I first met Raghu Rai over 15 years ago when I went to his office at a newspaper he was working for at the time. He looked through some of my photos I had brought him, made some comments and we talked. He wanted to know what number an ordinary skylight filter was as he was planning on changing to one of these, after using a warm-up filter for his work. I knew the answer was a 1A and told him, reflecting upon the fact that I knew more than an accomplished photographer although it mattered little; it was a stark reminder that photography was not about facts or knowledge but seeing. At that moment, I could not see very well and wondered what made Raghu Rai such a renowned photographer other than the fact that he was an established one.
With the launch of an exhibition of Ragu Rai’s in England, I find myself with a gifted copy of the exhibition catalogue that I am going to give to the Open College of the Arts. Before I do so, it seems sensible to reflect upon it. The cover is of a sadhu (holy man) looking straight into the camera with a hypnotic stare. It is not one of Raghu’s most sensitive photographs but it is attention grabbing and hence makes a good book cover; the subject of the photograph also contains a collection of people yet most are not connected with the photographer.
The catalogue contains an introduction by Niru Ratnam entitled Public Space in Raghu Rai’s Photography. A closer examination of this seems pertinent to my OCA course as well as helping me to understand what Raghu Rai’s work is about. The following text is from Niru Ratnam …
“..outdoor space in India, revealing something particular and complex about the relationship between the public sphere and the private sphere in India.”
“…public sphere of India significantly different … dissolves the easy distinction between public and private.”
“… striking ways in which Rai portrays public space – and to tease out how this is significantly different to Western modernist photographers and other Magnum photographers.”
“ … Rai captures the ordered chaos of public space in India. A profusion of activities takes place but on closer inspection this plenitude is almost choreographed by an unseen hand.” (These comments are made about an older photograph from 1964 called Traffic at Chawri Bazaar, Delhi).

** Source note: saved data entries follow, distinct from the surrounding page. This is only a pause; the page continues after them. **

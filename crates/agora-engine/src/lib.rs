//! Agora Engine - a stake-weighted governance engine.
//!
//! Wires the stake ledger, the DAO and their token collaborators into one
//! state machine, routes dispatched proposal calls to their targets, and
//! carries configuration and telemetry.
//!
//! Every operation takes the caller's current time explicitly.

pub mod config;
pub mod engine;
pub mod error;
pub mod router;
pub mod shared;
pub mod telemetry;

pub use config::{EngineConfig, LoggingConfig, TokenConfig};
pub use engine::{Engine, ExternalCallHandler};
pub use error::EngineError;
pub use shared::SharedEngine;
pub use telemetry::init_telemetry;

pub use agora_governance::{GovernanceAction, Proposal, ProposalStatus, VoteReceipt};
pub use agora_staking::{StakeRecord, StakingCall};
pub use agora_token::TokenCall;
pub use agora_types::{Address, Amount, Timestamp, SCALE};
//! Agora Staking - the stake ledger.
//!
//! Accounts lock collateral to earn a periodic reward and to acquire voting
//! power. Lock timing is monotone: staking and governance votes can only push
//! an account's lock expiry later.
//!
//! Governance reaches the ledger exclusively through [`StakeView`].

pub mod call;
pub mod error;
pub mod ledger;
pub mod params;
pub mod roles;
pub mod view;

pub use call::StakingCall;
pub use error::StakingError;
pub use ledger::{StakeLedger, StakeRecord};
pub use params::{StakingParams, REWARD_SCALE};
pub use roles::StakingRoles;
pub use view::StakeView;
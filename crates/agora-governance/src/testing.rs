//! In-memory host used by the unit tests.

use std::collections::HashMap;

use agora_staking::{StakeView, StakingError};
use agora_types::{Address, Amount, Timestamp};

use crate::host::ExecutionHost;

#[derive(Debug, Default)]
pub struct MockHost {
    pub governance: Address,
    pub stakes: HashMap<Address, Amount>,
    pub locks: HashMap<Address, Timestamp>,
    pub calls: Vec<(Address, Address, Vec<u8>)>,
    pub fail_calls: bool,
    pub burned: Amount,
}

impl MockHost {
    pub fn new(governance: Address) -> Self {
        Self {
            governance,
            ..Default::default()
        }
    }

    pub fn with_stake(mut self, account: Address, amount: Amount) -> Self {
        self.stakes.insert(account, amount);
        self.locks.insert(account, 0);
        self
    }
}

impl StakeView for MockHost {
    fn staked_amount(&self, account: &Address) -> Amount {
        self.stakes.get(account).copied().unwrap_or(0)
    }

    fn total_staked(&self) -> Amount {
        self.stakes.values().sum()
    }

    fn lock_expiry(&self, account: &Address) -> Option<Timestamp> {
        self.locks.get(account).copied()
    }

    fn extend_lock(
        &mut self,
        caller: Address,
        account: Address,
        candidate_expiry: Timestamp,
    ) -> Result<Timestamp, StakingError> {
        if caller != self.governance {
            return Err(StakingError::Unauthorized(caller));
        }
        let lock = self.locks.get_mut(&account).ok_or(StakingError::NotFound(account))?;
        *lock = (*lock).max(candidate_expiry);
        Ok(*lock)
    }
}

impl ExecutionHost for MockHost {
    fn call(&mut self, caller: Address, target: Address, data: &[u8], _now: Timestamp) -> Result<(), String> {
        if self.fail_calls {
            return Err("reverted".to_string());
        }
        self.calls.push((caller, target, data.to_vec()));
        Ok(())
    }

    fn buy_back_and_burn(&mut self, _caller: Address, native_amount: Amount) -> Result<Amount, String> {
        if self.fail_calls {
            return Err("swap reverted".to_string());
        }
        self.burned += native_amount * 2;
        Ok(native_amount * 2)
    }
}
//! Ledger parameters.

use agora_types::{Amount, Timestamp};
use serde::{Deserialize, Serialize};

/// Denominator of `reward_percent` (100_000 = 100%).
pub const REWARD_SCALE: Amount = 100_000;

/// Tunable ledger parameters. Changed at runtime by the admin or a changer.
#[derive(Debug, Clone, PartialEq, Eq, Serialize, Deserialize)]
#[serde(default)]
pub struct StakingParams {
    /// Seconds between reward claims
    pub claim_period: Timestamp,
    /// Base lock applied on every stake, in seconds
    pub unstake_time: Timestamp,
    /// Reward paid per claim period, over `REWARD_SCALE`
    #[serde(with = "agora_types::amount::decimal_string")]
    pub reward_percent: Amount,
    /// Smallest accepted stake, in base units
    #[serde(with = "agora_types::amount::decimal_string")]
    pub minimum_stake: Amount,
}

impl Default for StakingParams {
    fn default() -> Self {
        Self {
            claim_period: 604_800, // 7 days
            unstake_time: 604_800,
            reward_percent: 3_000, // 3%
            minimum_stake: 100_000,
        }
    }
}
impl StakeLedger {
    pub fn new(
        address: Address,
        staking_token: Address,
        reward_token: Address,
        admin: Address,
        params: StakingParams,
    ) -> Self {
        Self {
            address,
            staking_token,
            reward_token,
            governance: None,
            params,
            roles: StakingRoles::new(admin),
            providers: HashMap::new(),
            total_staked: 0,
        }
    }

    fn check_token(expected: Address, actual: Address) -> Result<(), StakingError> {
        if expected == actual {
            Ok(())
        } else {
            Err(StakingError::WrongToken { expected, actual })
        }
    }

    /// Lock `amount` of the staking token from `account`.
    ///
    /// The ledger must hold an allowance from `account` on `token`.
    pub fn stake<T: FungibleToken + ?Sized>(
        &mut self,
        token: &mut T,
        account: Address,
        amount: Amount,
        now: Timestamp,
    ) -> Result<(), StakingError> {
        Self::check_token(self.staking_token, token.address())?;
        if amount < self.params.minimum_stake {
            return Err(StakingError::BelowMinimum {
                amount,
                minimum: self.params.minimum_stake,
            });
        }

        let current = self.providers.get(&account).cloned().unwrap_or_default();
        let staked_amount = current
            .staked_amount
            .checked_add(amount)
            .ok_or(StakingError::Overflow)?;
        let total_staked = self
            .total_staked
            .checked_add(amount)
            .ok_or(StakingError::Overflow)?;
        let base_expiry = now
            .checked_add(self.params.unstake_time)
            .ok_or(StakingError::Overflow)?;

        token.transfer_from(self.address, account, self.address, amount)?;

        let record = StakeRecord {
            staked_amount,
            deposit_time: now,
            lock_expiry: current.lock_expiry.max(base_expiry),
            last_reward_checkpoint: now,
        };
        info!(
            %account,
            amount,
            staked = record.staked_amount,
            lock_expiry = record.lock_expiry,
            "Staked"
        );
        self.providers.insert(account, record);
        self.total_staked = total_staked;
        Ok(())
    }

    /// Pay one period's reward on the current stake and restart the period.
    pub fn claim<T: FungibleToken + ?Sized>(
        &mut self,
        reward_token: &mut T,
        account: Address,
        now: Timestamp,
    ) -> Result<Amount, StakingError> {
        Self::check_token(self.reward_token, reward_token.address())?;
        let record = self
            .providers
            .get(&account)
            .ok_or(StakingError::NotFound(account))?;

        let available_at = record
            .last_reward_checkpoint
            .saturating_add(self.params.claim_period);
        if now < available_at {
            return Err(StakingError::ClaimWindowNotElapsed { available_at });
        }

        let reward = mul_div(record.staked_amount, self.params.reward_percent, REWARD_SCALE)
            .map_err(|_| StakingError::Overflow)?;
        if reward > 0 {
            reward_token.transfer(self.address, account, reward)?;
        }

        if let Some(record) = self.providers.get_mut(&account) {
            record.last_reward_checkpoint = now;
        }
        info!(%account, reward, "Reward claimed");
        Ok(reward)
    }

    /// Return the whole stake once the lock has expired.
    pub fn unstake<T: FungibleToken + ?Sized>(
        &mut self,
        token: &mut T,
        account: Address,
        now: Timestamp,
    ) -> Result<Amount, StakingError> {
        Self::check_token(self.staking_token, token.address())?;
        let record = self
            .providers
            .get(&account)
            .ok_or(StakingError::NotFound(account))?;

        if now < record.lock_expiry {
            return Err(StakingError::UnstakeWindowNotElapsed {
                unlocks_at: record.lock_expiry,
            });
        }

        let amount = record.staked_amount;
        token.transfer(self.address, account, amount)?;

        self.providers.remove(&account);
        self.total_staked -= amount;
        info!(%account, amount, "Unstaked");
        Ok(amount)
    }

    pub fn change_claim_time(&mut self, caller: Address, claim_period: Timestamp) -> Result<(), StakingError> {
        self.roles.require_changer(caller)?;
        self.params.claim_period = claim_period;
        info!(%caller, claim_period, "Claim period changed");
        Ok(())
    }

    pub fn change_unstake_time(&mut self, caller: Address, unstake_time: Timestamp) -> Result<(), StakingError> {
        self.roles.require_changer(caller)?;
        self.params.unstake_time = unstake_time;
        info!(%caller, unstake_time, "Unstake time changed");
        Ok(())
    }

    pub fn change_reward_percent(&mut self, caller: Address, reward_percent: Amount) -> Result<(), StakingError> {
        self.roles.require_changer(caller)?;
        self.params.reward_percent = reward_percent;
        info!(%caller, reward_percent, "Reward percent changed");
        Ok(())
    }

    /// Register the only address allowed to extend locks.
    pub fn set_governance_address(&mut self, caller: Address, governance: Address) -> Result<(), StakingError> {
        self.roles.require_changer(caller)?;
        self.governance = Some(governance);
        info!(%caller, %governance, "Governance address set");
        Ok(())
    }

    pub fn grant_changer(&mut self, caller: Address, account: Address) -> Result<(), StakingError> {
        self.roles.grant(caller, account)?;
        info!(%caller, %account, "Changer rights granted");
        Ok(())
    }

    pub fn revoke_changer(&mut self, caller: Address, account: Address) -> Result<(), StakingError> {
        self.roles.revoke(caller, account)?;
        info!(%caller, %account, "Changer rights revoked");
        Ok(())
    }

    pub fn address(&self) -> Address {
        self.address
    }

    pub fn staking_token(&self) -> Address {
        self.staking_token
    }

    pub fn reward_token(&self) -> Address {
        self.reward_token
    }

    pub fn governance(&self) -> Option<Address> {
        self.governance
    }

    pub fn params(&self) -> &StakingParams {
        &self.params
    }

    pub fn roles(&self) -> &StakingRoles {
        &self.roles
    }

    /// Full stake record of `account`.
    pub fn staking_provider(&self, account: &Address) -> Option<&StakeRecord> {
        self.providers.get(account)
    }
}
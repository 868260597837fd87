//! Serialization implementations for agora-types.

use crate::Address;

#[cfg(feature = "serde")]
mod serde_impls {
    use super::*;
    use serde::{Deserialize, Deserializer, Serialize, Serializer};
    use std::str::FromStr;

    impl Serialize for Address {
        fn serialize<S>(&self, serializer: S) -> Result<S::Ok, S::Error>
        where
            S: Serializer,
        {
            self.to_string().serialize(serializer)
        }
    }

    impl<'de> Deserialize<'de> for Address {
        fn deserialize<D>(deserializer: D) -> Result<Self, D::Error>
        where
            D: Deserializer<'de>,
        {
            let s = String::deserialize(deserializer)?;
            Address::from_str(&s).map_err(serde::de::Error::custom)
        }
    }
}

#[cfg(feature = "borsh")]
mod borsh_impls {
    use super::*;
    use borsh::{BorshDeserialize, BorshSerialize};

    // Address - stored as raw bytes
    impl BorshSerialize for Address {
        fn serialize<W: std::io::Write>(&self, writer: &mut W) -> std::io::Result<()> {
            writer.write_all(self.as_bytes())
        }
    }

    impl BorshDeserialize for Address {
        fn deserialize_reader<R: std::io::Read>(reader: &mut R) -> std::io::Result<Self> {
            let mut bytes = [0u8; 20];
            reader.read_exact(&mut bytes)?;
            Ok(Address::from_bytes(bytes))
        }
    }
}
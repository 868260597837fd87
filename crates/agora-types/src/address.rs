use crate::error::TypesError;
use std::fmt;
use std::str::FromStr;

/// 20-byte account or contract address.
/// Display format: `0x`-prefixed lowercase hex.
///
/// Contract addresses are derived deterministically from a label with
/// [`Address::derive`], so wiring code can name system contracts without
/// tracking deployment nonces.
#[derive(Clone, Copy, PartialEq, Eq, PartialOrd, Ord, Hash, Default)]
pub struct Address([u8; 20]);

impl Address {
    pub const ZERO: Self = Self([0u8; 20]);
    pub const LEN: usize = 20;

    pub const fn from_bytes(bytes: [u8; 20]) -> Self {
        Self(bytes)
    }

    pub const fn as_bytes(&self) -> &[u8; 20] {
        &self.0
    }

    /// Create from a byte slice
    pub fn from_slice(slice: &[u8]) -> Result<Self, TypesError> {
        if slice.len() != Self::LEN {
            return Err(TypesError::InvalidAddressLength(slice.len()));
        }
        let mut bytes = [0u8; 20];
        bytes.copy_from_slice(slice);
        Ok(Self(bytes))
    }

    /// Derive a contract address from a label.
    /// `address = blake3(label)[0..20]`
    pub fn derive(label: &str) -> Self {
        let hash = blake3::hash(label.as_bytes());
        let mut addr = [0u8; 20];
        addr.copy_from_slice(&hash.as_bytes()[..20]);
        Self(addr)
    }

    /// Check if this is the zero address
    pub fn is_zero(&self) -> bool {
        self == &Self::ZERO
    }

    /// Convert to hex string without 0x prefix
    pub fn to_hex(&self) -> String {
        hex::encode(self.0)
    }
}

impl fmt::Display for Address {
    fn fmt(&self, f: &mut fmt::Formatter<'_>) -> fmt::Result {
        write!(f, "0x{}", hex::encode(self.0))
    }
}

impl fmt::Debug for Address {
    fn fmt(&self, f: &mut fmt::Formatter<'_>) -> fmt::Result {
        write!(f, "Address(0x{})", hex::encode(self.0))
    }
}

impl FromStr for Address {
    type Err = TypesError;

    fn from_str(s: &str) -> Result<Self, Self::Err> {
        let digits = s
            .strip_prefix("0x")
            .or_else(|| s.strip_prefix("0X"))
            .ok_or_else(|| TypesError::InvalidAddressFormat(s.to_string()))?;
        let bytes = hex::decode(digits)?;
        Self::from_slice(&bytes)
    }
}

impl AsRef<[u8]> for Address {
    fn as_ref(&self) -> &[u8] {
        &self.0
    }
}
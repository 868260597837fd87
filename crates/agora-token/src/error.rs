use agora_types::{Address, Amount};
use thiserror::Error;

/// Errors reported by token and swap collaborators.
#[derive(Debug, Error, Clone, PartialEq, Eq)]
pub enum TokenError {
    #[error("Insufficient balance: have {have}, need {need}")]
    InsufficientBalance { have: Amount, need: Amount },

    #[error("Insufficient allowance: have {have}, need {need}")]
    InsufficientAllowance { have: Amount, need: Amount },

    #[error("Invalid amount")]
    InvalidAmount,

    #[error("Zero address not allowed")]
    ZeroAddress,

    #[error("{account} is missing role {role}")]
    MissingRole { role: String, account: Address },

    #[error("Arithmetic overflow")]
    Overflow,

    #[error("Invalid call data: {0}")]
    InvalidCallData(String),

    #[error("Swap failed: {0}")]
    SwapFailed(String),
}
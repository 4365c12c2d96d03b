use serde::Deserialize;
use std::fs;

#[derive(Debug, Clone, Deserialize)]
pub struct DatabaseConfig {
    pub url: String,
    pub max_connections: u32,
}

#[derive(Debug, Clone, Deserialize)]
pub struct HttpConfig {
    pub bind_addr: String,
}

#[derive(Debug, Clone, Deserialize)]
pub struct SamplingConfig {
    /// Fixed ingestion cadence of the sensor device, in seconds. Used for the
    /// daily energy estimate; never inferred from timestamps.
    pub interval_secs: f64,
}

#[derive(Debug, Clone, Deserialize)]
pub struct MetricsConfig {
    pub bind_addr: String,
}

#[derive(Debug, Clone, Deserialize)]
pub struct AppConfig {
    pub database: DatabaseConfig,
    pub http: HttpConfig,
    pub sampling: SamplingConfig,
    pub metrics: Option<MetricsConfig>,
}

impl AppConfig {
    pub fn load() -> anyhow::Result<Self> {
        use std::env;

        let path =
            env::var("DATALOGGER_CONFIG").unwrap_or_else(|_| "datalogger-config.toml".to_string());
        let contents = fs::read_to_string(&path)?;
        let cfg: AppConfig = toml::from_str(&contents)?;
        Ok(cfg)
    }
}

“If we fast-forward forty years to Rai’s recent work, “A Bazaar, Old Delhi” (2006) it becomes clear that the street is still a shared space.”
“In this “three-speed” image (there are three different layers to this photograph visible in a sleeping man, traffic passing and shops in the background), Rai seems to convey the heterogeneity of activity going on.”
“… we can’t simply use terms such as “public space” and “private space” from a Eurocentric perspective.”
“The public spaces that Rai investigates seems to be more layered and more multi-valent …”
“… the large-scale communal religious ritual is a common feature that takes place that takes place within the Indian landscape and that Rai has returned to photographing over the years.”
“… a distinction between the individual and the crowd; a suggestion that in these public displays of group identity, the individual can break away for time apart if they should so wish.”
“The men sit and wait but somehow by doing this they seem communally joined. They do not seem like the atomized individual that is such a popular trope in Western Modernism.”
“Whilst in the West the religious ritual is almost wholly imagined inside public buildings such as the church or the cathedral, Rai’s work shows that Indian religious ritual is rooted in the landscape.”
“… the idea of public space acting as a stage is present in all of these works .. “
“The idea of stage is heightened by the way Rai captures individuals going about activities that co-opt outdoor public space for some sort of individual or communal function.”
“In a series of recent works made in 2010 Rai has taken this idea of the stage one step further by asking subjects to stand in front of painted backdrops.”
“What is Rai suggesting here? I think that this series suggests that it is impossible to demarcate the boundary between the “real” and the “staged” in documentary photography; the click of a camera produces the stage whether the subjects of the photograph know it or not.”
“… makes us question what exactly is public and what exactly is private; and what is the nature of these everyday acts that we stage in public spaces fr the benefit of ourselves and for the benefit of others.”
Having faithfully recorded some of Niru Ratnam’s comments in an attempt to better understand Raghu Rai’s work, I feel I can also note the way I understand Rai’s work after having looked at it over the years. Firstly, I see it as very informative of a country, India, which is often liked by the outside world but not very well understood. Its’ not just that Raghu Rai’s photographs are extremely well constructed and composed in a way that may delight the eye, their subject matter is also fascinating and meanings at first not apparent might be discovered later. For me then, the appeal of his work is more than just the excellent photography for his images are as much documents as works of art.